21 responses to “Merkel, Sarko and Cameron will need all their communications skills to win the new arguments in Europe”

  1. Alistair, do you think Ed M and Ed B might start communicating at some point, along the lines of Francois Hollande this weekend, about how utterly disastrous the economically illiterate Merkozy Austerity Treaty is going to be in the long term. 

  2. Saving euro is a wrong goal.
    Instead of trying to save the euro, European leaders should save the European economies.
    Eurocracy should stop austerity that is killing the growth, and concentrate on recovery and jobs.
    European banks and Goldman Sachs are now taking over in Europe step by step. Their friends in politics are planning European superstate with tax and spending plans made in Brussels.
    Democracy and personal freedom will go. And capitalism will be demolished.
    Media owned by bankers cannot be trusted in the west. Russia Today is more trustworthy than media in the west.
    Sarkozy and Merkel both want a more integrated Europe. The Federal Reserve may be involved in the “rescue”, but people should remember that is owned by banks owned by Rothschilds and Rockefellers.
    Rothschilds have also a lot of power in the United Nation´s IMF and European Central Bank.
    “New Europe” will be socialist.
    But the new Treaty will not solve the current economic problems which were caused by banks.
    Investors realised within two days that the last “rescue package” by Eurocracy was just a sham. The so-called “haircuts” by banks on Greece´s debt would, for example, have been compensated by higher interests! This would not have helped Greece at all.
    Eurozone crisis has been deliberately created by bankers in order to force Europe into a federalist superstate. The plans for this were made between 2006-09.
    The main aim is to cause a depression.
    Globalists own shares in credit raters. It is easy for them to use credit raters in their bid for domination.
    Former Finnish MEP recently said that Eurocrats are staging a coup in Europe using the eurozone “crisis” as a pretext.

  3. Anyone seen this clip from Russia Today starring Max Keiser, mentioning Ian Duncan Smith being too shit scared to go after multi-international corps like JP Morgan, but is willing to go after us simple brits for peanuts? Some of the stuff he comes out sounds like a spoof, but I think it is actually true.
    A must watch clip, only a minute and a half long,
    http://www.youtube.com/watch?v=d8P909RgGvI

  4. We weren’t fooled by the concept of the Euro and I’m not sure how those now suffering from its collapse can think we are being disloyal or unfriendly in not feeling we share the need to part-fund some losses. 
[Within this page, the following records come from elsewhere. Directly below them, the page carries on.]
use axum::extract::FromRef;

use crate::{
    AppState,
    auth::{
        ACCESS_TOKEN_NAME, AuthUser, TOKEN_TYPE, TokenIssuer, default_abilities,
        generate_refresh_token, verify_password,
    },
    error::ApiError,
    models::{LoginRequest, LoginResponse, RefreshRequest, RefreshResponse, TokenDescriptor, User},
    repository::RepositoryState,
    response::messages,
    validation::{validate_login, validate_refresh_token},
};

/// AuthService
///
/// Login, refresh-token rotation and logout.
#[derive(Clone)]
pub struct AuthService {
    repo: RepositoryState,
    issuer: TokenIssuer,
}

impl FromRef<AppState> for AuthService {
    fn from_ref(app_state: &AppState) -> AuthService {
        AuthService::new(
            app_state.repo.clone(),
            TokenIssuer::from_config(&app_state.config),
        )
    }
}

impl AuthService {
    pub fn new(repo: RepositoryState, issuer: TokenIssuer) -> Self {
        Self { repo, issuer }
    }

    /// login
    ///
    /// Checks the credentials, issues a fresh access token and overwrites the user's
    /// refresh token. Unknown login and wrong password are indistinguishable.
    pub async fn login(&self, payload: LoginRequest) -> Result<LoginResponse, ApiError> {
        let (login, password) = validate_login(payload)?;
        let bad_credentials = || ApiError::Unauthorized(messages::BAD_CREDENTIALS.to_string());

        let user = self
            .repo
            .find_user_by_login(&login)
            .await?
            .ok_or_else(bad_credentials)?;

        if !verify_password(&password, &user.password_hash) {
            tracing::warn!(user_id = user.id, "login rejected: wrong password");
            return Err(bad_credentials());
        }

        let stored = self
            .repo
            .create_access_token(user.id, ACCESS_TOKEN_NAME, &default_abilities())
            .await?;
        let access_token = self.issuer.sign(&stored)?;

        let refresh_token = generate_refresh_token();
        self.repo
            .set_refresh_token(user.id, Some(&refresh_token))
            .await?;

        tracing::info!(user_id = user.id, token_id = stored.id, "user logged in");

        Ok(LoginResponse {
            user,
            access_token: access_token.clone(),
            token_full: TokenDescriptor {
                id: stored.id,
                token: access_token,
                abilities: stored.abilities,
            },
            refresh_token,
            token_type: TOKEN_TYPE.to_string(),
        })
    }

    /// refresh
    ///
    /// Rotates the refresh token: every access token of the user is revoked, one new
    /// access token is issued and a new refresh token replaces the old one.
    pub async fn refresh(&self, payload: RefreshRequest) -> Result<RefreshResponse, ApiError> {
        let presented = validate_refresh_token(payload)?;

        let user = self
            .repo
            .find_user_by_refresh_token(&presented)
            .await?
            .ok_or_else(|| ApiError::Unauthorized(messages::INVALID_REFRESH_TOKEN.to_string()))?;

        let revoked = self.repo.revoke_all_access_tokens(user.id).await?;

        let stored = self
            .repo
            .create_access_token(user.id, ACCESS_TOKEN_NAME, &default_abilities())
            .await?;
        let access_token = self.issuer.sign(&stored)?;

        let refresh_token = generate_refresh_token();
        self.repo
            .set_refresh_token(user.id, Some(&refresh_token))
            .await?;

        tracing::info!(user_id = user.id, revoked, "tokens refreshed");

        Ok(RefreshResponse {
            access_token,
            refresh_token,
            token_type: TOKEN_TYPE.to_string(),
        })
    }

    /// logout
    ///
    /// Revokes only the presented access token and clears the refresh token.
    pub async fn logout(&self, auth: &AuthUser) -> Result<(), ApiError> {
        self.repo.revoke_access_token(auth.token_id).await?;
        self.repo.set_refresh_token(auth.user.id, None).await?;
        tracing::info!(user_id = auth.user.id, token_id = auth.token_id, "user logged out");
        Ok(())
    }

    pub fn current_user(&self, auth: AuthUser) -> User {
        auth.user
    }
}
//! Router Module Index
//!
//! Routes are split by access level so that authentication is applied once, as a
//! layer, on the whole protected group.

/// Routes accessible without a token: health, login and refresh.
pub mod public;

/// Routes behind the bearer-token layer: logout, current user and `/v1/articles`.
pub mod authenticated;
use crate::{AppState, handlers};
use axum::{
    Router,
    routing::{get, post},
};

/// Public Router Module
///
/// Endpoints reachable without a bearer token.
pub fn public_routes() -> Router<AppState> {
    Router::new()
        // GET /health
        // Liveness check for load balancers.
        .route("/health", get(|| async { "ok" }))
        // POST /login
        // Exchanges credentials for an access token and a refresh token.
        .route("/login", post(handlers::login))
        // POST /refresh
        // Rotates the refresh token; all earlier access tokens are revoked.
        .route("/refresh", post(handlers::refresh))
}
    Had they been caused by real misfortune I hope we would feel more lenient but they weren’t, they were caused by dishonesty at the time of setting up currency parities.  The cash-in-hand countries were always under-funded by taxes. 

    I resent Sarkozy’s complaints about the ten non-Euro EU members but perhaps that’s illogical, I in turn resent Obama butting in about it all.

    • I think you’ll find of the 3 main agencies, one is European (can’t remember which country but it might be France) and the other 2 are American. The problem with them is not where they’re based but their pronouncements/evaluations; remember prior to the crisis according to all 3 everything in the garden was rosy! 

  5. I always admire the French as they’re just so obviously fighting their corner whereas our politicians appear to be want to be seen as ‘good Europeans’. The French will support the Germans in whatever they want now as they are just as dependent upon them for finance.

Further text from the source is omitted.